Work to complete:
Produce as output only the lines below starting at the line with "buf.after_receiving(&receipt_for(&commit));" and continuing through the line with "assert!(buf.snapshot()[0].is(Command::Subscribe));", each one exactly as written.

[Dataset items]
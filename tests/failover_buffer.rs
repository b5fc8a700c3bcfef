//! Replay buffer strategies.

use osmium_stomp::failover::{ReceiptsBuffer, ReplayBuffer, WrittenBuffer};
use osmium_stomp::{Command, Frame};

fn queue(buffer: &dyn ReplayBuffer, frame: Frame) -> Frame {
    let mut frame = frame;
    buffer.before_transmitting(&mut frame);
    frame
}

fn commands(buffer: &dyn ReplayBuffer) -> Vec<String> {
    buffer
        .snapshot()
        .iter()
        .map(|f| f.command().unwrap_or_default().to_string())
        .collect()
}

fn receipt_for(frame: &Frame) -> Frame {
    Frame::new("RECEIPT").header("receipt-id", frame.get_header("receipt").expect("receipt header"))
}

// =============================================================================
// Written
// =============================================================================

#[test]
fn written_buffers_everything_but_ack_at_queue_time() {
    let buf = WrittenBuffer::new();
    queue(&buf, Frame::new("BEGIN").header("transaction", "tx1"));
    queue(&buf, Frame::new("SEND").header("destination", "/q").header("transaction", "tx1"));
    queue(&buf, Frame::new("ACK").header("message-id", "m1"));
    queue(&buf, Frame::new("SEND").header("destination", "/q"));
    queue(&buf, Frame::new("COMMIT").header("transaction", "tx1"));

    assert_eq!(commands(&buf), vec!["BEGIN", "SEND", "SEND", "COMMIT"]);
    assert_eq!(buf.transactions(), vec!["tx1".to_string()]);
}

#[test]
fn written_keeps_the_open_transaction_after_everything_is_written() {
    let buf = WrittenBuffer::new();
    let sent = [
        queue(&buf, Frame::new("SEND").header("destination", "/q").set_body("plain")),
        queue(&buf, Frame::new("BEGIN").header("transaction", "tx")),
        queue(&buf, Frame::new("SEND").header("destination", "/q").header("transaction", "tx").set_body("one")),
        queue(&buf, Frame::new("ACK").header("message-id", "m1")),
        queue(&buf, Frame::new("SEND").header("destination", "/q").header("transaction", "tx").set_body("two")),
    ];
    for frame in &sent {
        buf.after_transmitting(frame);
    }

    // The connection drops here, before COMMIT.
    let replay = buf.snapshot();
    assert_eq!(commands(&buf), vec!["BEGIN", "SEND", "SEND"]);
    assert!(replay.iter().all(|f| f.get_header("transaction") == Some("tx")));
    assert_eq!(replay[1].body_str(), Some("one"));
    assert_eq!(replay[2].body_str(), Some("two"));

    let commit = queue(&buf, Frame::new("COMMIT").header("transaction", "tx"));
    buf.after_transmitting(&commit);
    assert!(buf.is_empty());
    assert!(buf.transactions().is_empty());
}

#[test]
fn discarded_frames_leave_the_buffer() {
    let buf = WrittenBuffer::new();
    let sub = queue(&buf, Frame::new("SUBSCRIBE").header("id", "s1").header("destination", "/q"));
    let begin = queue(&buf, Frame::new("BEGIN").header("transaction", "tx"));
    let send = queue(&buf, Frame::new("SEND").header("destination", "/q"));

    buf.discard(&send);
    buf.discard(&begin);
    assert_eq!(commands(&buf), vec!["SUBSCRIBE"]);
    assert!(buf.transactions().is_empty());

    buf.discard(&sub);
    assert!(buf.is_empty());
}

#[test]
fn written_releases_plain_sends_and_whole_transactions() {
    let buf = WrittenBuffer::new();
    let begin = queue(&buf, Frame::new("BEGIN").header("transaction", "tx1"));
    let tx_send = queue(&buf, Frame::new("SEND").header("transaction", "tx1"));
    let plain = queue(&buf, Frame::new("SEND").header("destination", "/q"));
    let commit = queue(&buf, Frame::new("COMMIT").header("transaction", "tx1"));

    buf.after_transmitting(&begin);
    buf.after_transmitting(&tx_send);
    assert_eq!(buf.len(), 4, "BEGIN and transactional SEND stay until the transaction ends");

    buf.after_transmitting(&plain);
    assert_eq!(commands(&buf), vec!["BEGIN", "SEND", "COMMIT"]);

    buf.after_transmitting(&commit);
    assert!(buf.is_empty());
    assert!(buf.transactions().is_empty());
}

#[test]
fn written_abort_releases_its_transaction_only() {
    let buf = WrittenBuffer::new();
    queue(&buf, Frame::new("BEGIN").header("transaction", "a"));
    queue(&buf, Frame::new("BEGIN").header("transaction", "b"));
    queue(&buf, Frame::new("SEND").header("transaction", "b"));
    let abort = queue(&buf, Frame::new("ABORT").header("transaction", "a"));
    buf.after_transmitting(&abort);

    let left = buf.snapshot();
    assert_eq!(left.len(), 2);
    assert!(left.iter().all(|f| f.get_header("transaction") == Some("b")));
}

#[test]
fn subscribe_stays_until_unsubscribe() {
    let buf = WrittenBuffer::new();
    let sub = queue(&buf, Frame::new("SUBSCRIBE").header("id", "s1").header("destination", "/q"));
    queue(&buf, Frame::new("SUBSCRIBE").header("id", "s2").header("destination", "/r"));
    buf.after_transmitting(&sub);
    assert_eq!(buf.len(), 2);

    let unsub = queue(&buf, Frame::new("UNSUBSCRIBE").header("id", "s1"));
    let left = buf.snapshot();
    assert_eq!(left.len(), 1);
    assert_eq!(left[0].get_header("id"), Some("s2"));
    buf.after_transmitting(&unsub);
    assert_eq!(buf.len(), 1);
}

#[test]
fn nack_and_disconnect_are_not_buffered() {
    let buf = WrittenBuffer::new();
    queue(&buf, Frame::new("NACK").header("message-id", "m"));
    queue(&buf, Frame::new("DISCONNECT"));
    queue(&buf, Frame::heartbeat());
    assert!(buf.is_empty());
}

// =============================================================================
// Receipts
// =============================================================================

#[test]
fn receipts_tags_buffered_frames() {
    let buf = ReceiptsBuffer::new();
    let send = queue(&buf, Frame::new("SEND").header("destination", "/q"));
    let own = queue(&buf, Frame::new("SEND").receipt("mine"));
    let ack = queue(&buf, Frame::new("ACK").header("message-id", "m"));

    assert!(send.get_header("receipt").is_some());
    assert_eq!(own.get_header("receipt"), Some("mine"));
    assert!(ack.get_header("receipt").is_none());
    assert_eq!(buf.len(), 2);
}

#[test]
fn receipts_release_on_receipt_not_on_write() {
    let buf = ReceiptsBuffer::new();
    let send = queue(&buf, Frame::new("SEND").header("destination", "/q"));
    buf.after_transmitting(&send);
    assert_eq!(buf.len(), 1);

    buf.after_receiving(&Frame::new("RECEIPT").header("receipt-id", "unknown"));
    buf.after_receiving(&Frame::new("MESSAGE").header("receipt-id", send.get_header("receipt").unwrap()));
    assert_eq!(buf.len(), 1);

    buf.after_receiving(&receipt_for(&send));
    assert!(buf.is_empty());
}

#[test]
fn receipts_transaction_ends_with_commit_receipt() {
    let buf = ReceiptsBuffer::new();
    let begin = queue(&buf, Frame::new("BEGIN").header("transaction", "tx"));
    let send = queue(&buf, Frame::new("SEND").header("transaction", "tx"));
    let commit = queue(&buf, Frame::new("COMMIT").header("transaction", "tx"));

    buf.after_receiving(&receipt_for(&begin));
    buf.after_receiving(&receipt_for(&send));
    assert_eq!(buf.len(), 3);

    buf.after_receiving(&receipt_for(&commit));
    assert!(buf.is_empty());
}

#[test]
fn receipts_discard_forgets_the_pending_receipt() {
    let buf = ReceiptsBuffer::new();
    let send = queue(&buf, Frame::new("SEND").header("destination", "/q"));
    buf.discard(&send);
    assert!(buf.is_empty());
    buf.after_receiving(&receipt_for(&send));
    assert!(buf.is_empty());
}

#[test]
fn receipts_subscribe_survives_its_receipt() {
    let buf = ReceiptsBuffer::new();
    let sub = queue(&buf, Frame::new("SUBSCRIBE").header("id", "s1"));
    buf.after_receiving(&receipt_for(&sub));
    assert!(buf.snapshot()[0].is(Command::Subscribe));

    queue(&buf, Frame::new("UNSUBSCRIBE").header("id", "s1"));
    assert!(buf.is_empty());
}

Answer to this task:
    buf.after_receiving(&receipt_for(&commit));
    assert!(buf.is_empty());
}

#[test]
fn receipts_discard_forgets_the_pending_receipt() {
    let buf = ReceiptsBuffer::new();
    let send = queue(&buf, Frame::new("SEND").header("destination", "/q"));
    buf.discard(&send);
    assert!(buf.is_empty());
    buf.after_receiving(&receipt_for(&send));
    assert!(buf.is_empty());
}

#[test]
fn receipts_subscribe_survives_its_receipt() {
    let buf = ReceiptsBuffer::new();
    let sub = queue(&buf, Frame::new("SUBSCRIBE").header("id", "s1"));
    buf.after_receiving(&receipt_for(&sub));
    assert!(buf.snapshot()[0].is(Command::Subscribe));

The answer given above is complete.